GOOD PERSONAL HYGIENE MAKES SEX MORE PLEASANT & SAFE
You know, when I look at some of the things that people do, it’s absolutely no surprise to me that they experience health problems. I had a doctor friend who told me that he was constantly shocked by the state of the genitals of patients that he examined.
When I asked him exactly what he meant by this, he pulled a face that expressed disgust and refuses to say any more.
On another website, I came across an account of sex from two people who have been having sex when the woman had vaginal discharge due to thrush, and her vagina was covering her boyfriend’s penis with the characteristic discharge of this infection.
The simple reality is that any kind of sexually transmitted infection (because, whether or not it’s described as a sexually transmitted infection by the doctors, the yeast infection can be transmitted between partners during sexual intercourse) makes it absolutely inappropriate to have sex at all, and if you absolutely feel you have to do this for some reason, you must use a condom.
Surely that’s basically good hygiene and common sense rather than anything else? A further point that really strikes me, with a sense of shock, in fact, is that people would be prepared to have sex while one of them has a yeast infection without using a condom. This is either absolutely thoughtless or shows a complete lack of any self-care whatsoever.
What is almost certainly going to happen is that both male and female partners end up with a yeast infection, and, like any other sexually transmitted infection, the danger is that one of them will go outside the relationship and have sex with someone else who will then also become infected.

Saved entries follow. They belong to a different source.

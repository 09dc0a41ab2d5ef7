//! Ordinary least squares line fit

use crate::{MathError, Result};

/// A line fitted to `(x, y)` observations by least squares
#[derive(Debug, Clone, Copy)]
pub struct OlsLine {
    slope: f64,
    intercept: f64,
}

impl OlsLine {
    /// Fit a line to the given observations
    pub fn fit(xs: &[f64], ys: &[f64]) -> Result<Self> {
        if xs.len() != ys.len() {
            return Err(MathError::InvalidInput(format!(
                "x and y lengths differ: {} vs {}",
                xs.len(),
                ys.len()
            )));
        }

        if xs.len() < 2 {
            return Err(MathError::InsufficientData(
                "Not enough data for a line fit. Need at least 2 points.".to_string(),
            ));
        }

        let n = xs.len() as f64;
        let x_mean = xs.iter().sum::<f64>() / n;
        let y_mean = ys.iter().sum::<f64>() / n;

        let mut numerator = 0.0;
        let mut denominator = 0.0;

        for (&x, &y) in xs.iter().zip(ys.iter()) {
            numerator += (x - x_mean) * (y - y_mean);
            denominator += (x - x_mean) * (x - x_mean);
        }

        if denominator.abs() < 1e-10 {
            return Err(MathError::CalculationError(
                "Cannot calculate slope: x values are too similar".to_string(),
            ));
        }

        let slope = numerator / denominator;
        let intercept = y_mean - slope * x_mean;

        Ok(Self { slope, intercept })
    }

    /// Predicted value at `x`
    pub fn predict(&self, x: f64) -> f64 {
        self.slope * x + self.intercept
    }

    /// Fitted slope
    pub fn slope(&self) -> f64 {
        self.slope
    }

    /// Fitted intercept
    pub fn intercept(&self) -> f64 {
        self.intercept
    }

    /// Residuals of the fit on the given observations
    pub fn residuals(&self, xs: &[f64], ys: &[f64]) -> Vec<f64> {
        xs.iter()
            .zip(ys.iter())
            .map(|(&x, &y)| y - self.predict(x))
            .collect()
    }
}
//! Linear regression over calendar features

use crate::error::{ForecastError, Result};
use crate::models::{DemandModel, QuantityEstimate};
use crate::series::SaleSeries;
use crate::uncertainty::MonteCarloInterval;
use crate::utils::{date_ordinal, weekday_index};
use chrono::{Datelike, NaiveDate};
use forecast_math::LinearModel;

/// Demand model regressing quantity on `[ordinal, weekday+1, month]`.
///
/// The middle tier: cheap, works from two points up, and hands its residual
/// dispersion to the Monte Carlo resampler for the uncertainty band. A
/// singular system (too few rows for the features, or a history where the
/// features never vary) falls through to the seasonal tier.
#[derive(Debug, Clone)]
pub struct FeatureRegressionModel {
    name: String,
    resampler: MonteCarloInterval,
}

impl FeatureRegressionModel {
    /// Create a model with the given resampler
    pub fn new(resampler: MonteCarloInterval) -> Self {
        Self {
            name: "Feature Regression (ordinal, weekday, month)".to_string(),
            resampler,
        }
    }
}

impl Default for FeatureRegressionModel {
    fn default() -> Self {
        Self::new(MonteCarloInterval::default())
    }
}

/// Calendar features for one date
fn date_features(date: NaiveDate) -> Vec<f64> {
    vec![
        date_ordinal(date),
        (weekday_index(date) + 1) as f64,
        date.month() as f64,
    ]
}

/// Indices of feature columns that actually vary across the history.
///
/// A single-month or single-weekday history makes the matching column
/// constant, which would alias the intercept and poison the normal
/// equations; such columns carry no information and are left out.
fn varying_columns(rows: &[Vec<f64>]) -> Vec<usize> {
    let first = &rows[0];
    (0..first.len())
        .filter(|&column| {
            rows.iter()
                .any(|row| (row[column] - first[column]).abs() > 1e-12)
        })
        .collect()
}

fn select(row: &[f64], columns: &[usize]) -> Vec<f64> {
    columns.iter().map(|&column| row[column]).collect()
}

impl DemandModel for FeatureRegressionModel {
    fn name(&self) -> &str {
        &self.name
    }

    fn estimate(&self, series: &SaleSeries, target: NaiveDate) -> Result<QuantityEstimate> {
        let n = series.len();
        if n == 0 {
            return Err(ForecastError::DataError(
                "Empty sale series".to_string(),
            ));
        }

        if n == 1 {
            // One training point pins the fit to itself: the prediction is
            // the last known quantity with no measurable spread
            let last = &series.points()[0];
            return Ok(QuantityEstimate::exact(last.quantity));
        }

        let full_rows: Vec<Vec<f64>> = series.dates().into_iter().map(date_features).collect();
        let columns = varying_columns(&full_rows);
        if columns.is_empty() {
            return Err(ForecastError::ValidationError(
                "No varying calendar features in the history".to_string(),
            ));
        }

        let rows: Vec<Vec<f64>> = full_rows.iter().map(|row| select(row, &columns)).collect();
        let ys = series.quantities();

        let model = LinearModel::fit(&rows, &ys)?;
        let target_row = select(&date_features(target), &columns);
        let quantity = model.predict(&target_row)?.max(0.0);

        // Sample standard deviation of the training residuals
        let mut sum_squares = 0.0;
        for (row, &y) in rows.iter().zip(ys.iter()) {
            let residual = y - model.predict(row)?;
            sum_squares += residual * residual;
        }
        let sigma = (sum_squares / (n - 1).max(1) as f64).sqrt();

        let (low, high) = self.resampler.interval_around(quantity, sigma);
        Ok(QuantityEstimate::with_interval(quantity, low, high))
    }
}
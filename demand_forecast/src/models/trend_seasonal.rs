//! Linear trend with weekday seasonality

use crate::error::{ForecastError, Result};
use crate::models::{DemandModel, QuantityEstimate};
use crate::series::SaleSeries;
use crate::utils::{date_ordinal, weekday_index};
use chrono::NaiveDate;
use forecast_math::OlsLine;
use statrs::distribution::{ContinuousCDF, Normal};

/// Nominal coverage of the native band (matches the seasonal tier's band)
const BAND_COVERAGE: f64 = 0.9;

/// Demand model fitting a least-squares trend over the whole series plus a
/// mean weekday effect estimated from the detrended residuals.
///
/// The top tier of the cascade. Needs enough history for the weekday effects
/// to mean anything, so short series are refused and the chain moves on.
#[derive(Debug, Clone)]
pub struct TrendSeasonalModel {
    name: String,
    min_observations: usize,
}

impl TrendSeasonalModel {
    /// Create a model requiring at least `min_observations` history points
    pub fn new(min_observations: usize) -> Self {
        Self {
            name: format!("Trend-Seasonal (min_obs={})", min_observations),
            min_observations,
        }
    }

    /// Fit the model once; the result can batch-predict any number of dates
    pub fn fit(&self, series: &SaleSeries) -> Result<FittedTrendSeasonal> {
        let n = series.len();
        if n < self.min_observations {
            return Err(ForecastError::ValidationError(format!(
                "Insufficient data for trend-seasonal fit. Need at least {} observations, got {}.",
                self.min_observations, n
            )));
        }

        let xs: Vec<f64> = series.dates().into_iter().map(date_ordinal).collect();
        let ys = series.quantities();
        let line = OlsLine::fit(&xs, &ys)?;

        // Mean detrended residual per weekday
        let mut sums = [0.0_f64; 7];
        let mut counts = [0_usize; 7];
        for (point, &x) in series.points().iter().zip(xs.iter()) {
            let weekday = weekday_index(point.date);
            sums[weekday] += point.quantity - line.predict(x);
            counts[weekday] += 1;
        }

        let mut weekday_effect = [0.0_f64; 7];
        for weekday in 0..7 {
            if counts[weekday] > 0 {
                weekday_effect[weekday] = sums[weekday] / counts[weekday] as f64;
            }
        }

        // Dispersion of what trend and weekday effect leave unexplained
        let mut sum_squares = 0.0;
        for (point, &x) in series.points().iter().zip(xs.iter()) {
            let residual =
                point.quantity - line.predict(x) - weekday_effect[weekday_index(point.date)];
            sum_squares += residual * residual;
        }
        let sigma = (sum_squares / (n - 1).max(1) as f64).sqrt();

        let z = Normal::new(0.0, 1.0)
            .map_err(|error| ForecastError::ForecastingError(error.to_string()))?
            .inverse_cdf(BAND_COVERAGE);

        Ok(FittedTrendSeasonal {
            line,
            weekday_effect,
            sigma,
            z,
        })
    }
}

impl Default for TrendSeasonalModel {
    fn default() -> Self {
        // Two full weeks, so every weekday can appear twice
        Self::new(14)
    }
}

impl DemandModel for TrendSeasonalModel {
    fn name(&self) -> &str {
        &self.name
    }

    fn estimate(&self, series: &SaleSeries, target: NaiveDate) -> Result<QuantityEstimate> {
        Ok(self.fit(series)?.estimate(target))
    }
}

/// Trend-seasonal model after fitting
#[derive(Debug, Clone)]
pub struct FittedTrendSeasonal {
    line: OlsLine,
    weekday_effect: [f64; 7],
    sigma: f64,
    z: f64,
}

impl FittedTrendSeasonal {
    /// Expected quantity on `date`, clipped at zero
    pub fn predict(&self, date: NaiveDate) -> f64 {
        let trend = self.line.predict(date_ordinal(date));
        (trend + self.weekday_effect[weekday_index(date)]).max(0.0)
    }

    /// Point estimate with the model's native band
    pub fn estimate(&self, date: NaiveDate) -> QuantityEstimate {
        let quantity = self.predict(date);
        QuantityEstimate::with_interval(
            quantity,
            quantity - self.z * self.sigma,
            quantity + self.z * self.sigma,
        )
    }

    /// Residual standard deviation after trend and weekday effects
    pub fn sigma(&self) -> f64 {
        self.sigma
    }
}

Now although yeast infections are not a massive problem, there are certain indications that they could become so in the future: for example, there is a certain degree of resistance already emerging amongst Candida species towards the azoles which form the basis of medication currently used to control this condition.
Willfully spreading yeast infections between partners for no good reason — as if there could be a good reason — clearly makes the risk of resistance much higher, simply because it fosters the use of medication to eliminate the infection.
So I urge you, if you are experiencing any kind of sexually transmitted infection, don’t make your situation worse, don’t risk rejection, don’t make your own phobia about rejection worse, by engaging in sexual intercourse. Just have the discipline to wait until the situation is being cleared up, and then use a condom until you are sure that you are absolutely free of the infection.
Needless to say, this advice applies to all aspects of personal hygiene, not just the avoidance of sex while you have an infection. The simple fact of the matter is that intercourse is much more enjoyable for all concerned if you engage in sexual intercourse when there are no worries about hygiene or infection or disease.
If you follow this simple advice, you can avoid any sense of rejection, and you can avoid any fear of being rejected by a sexual partner.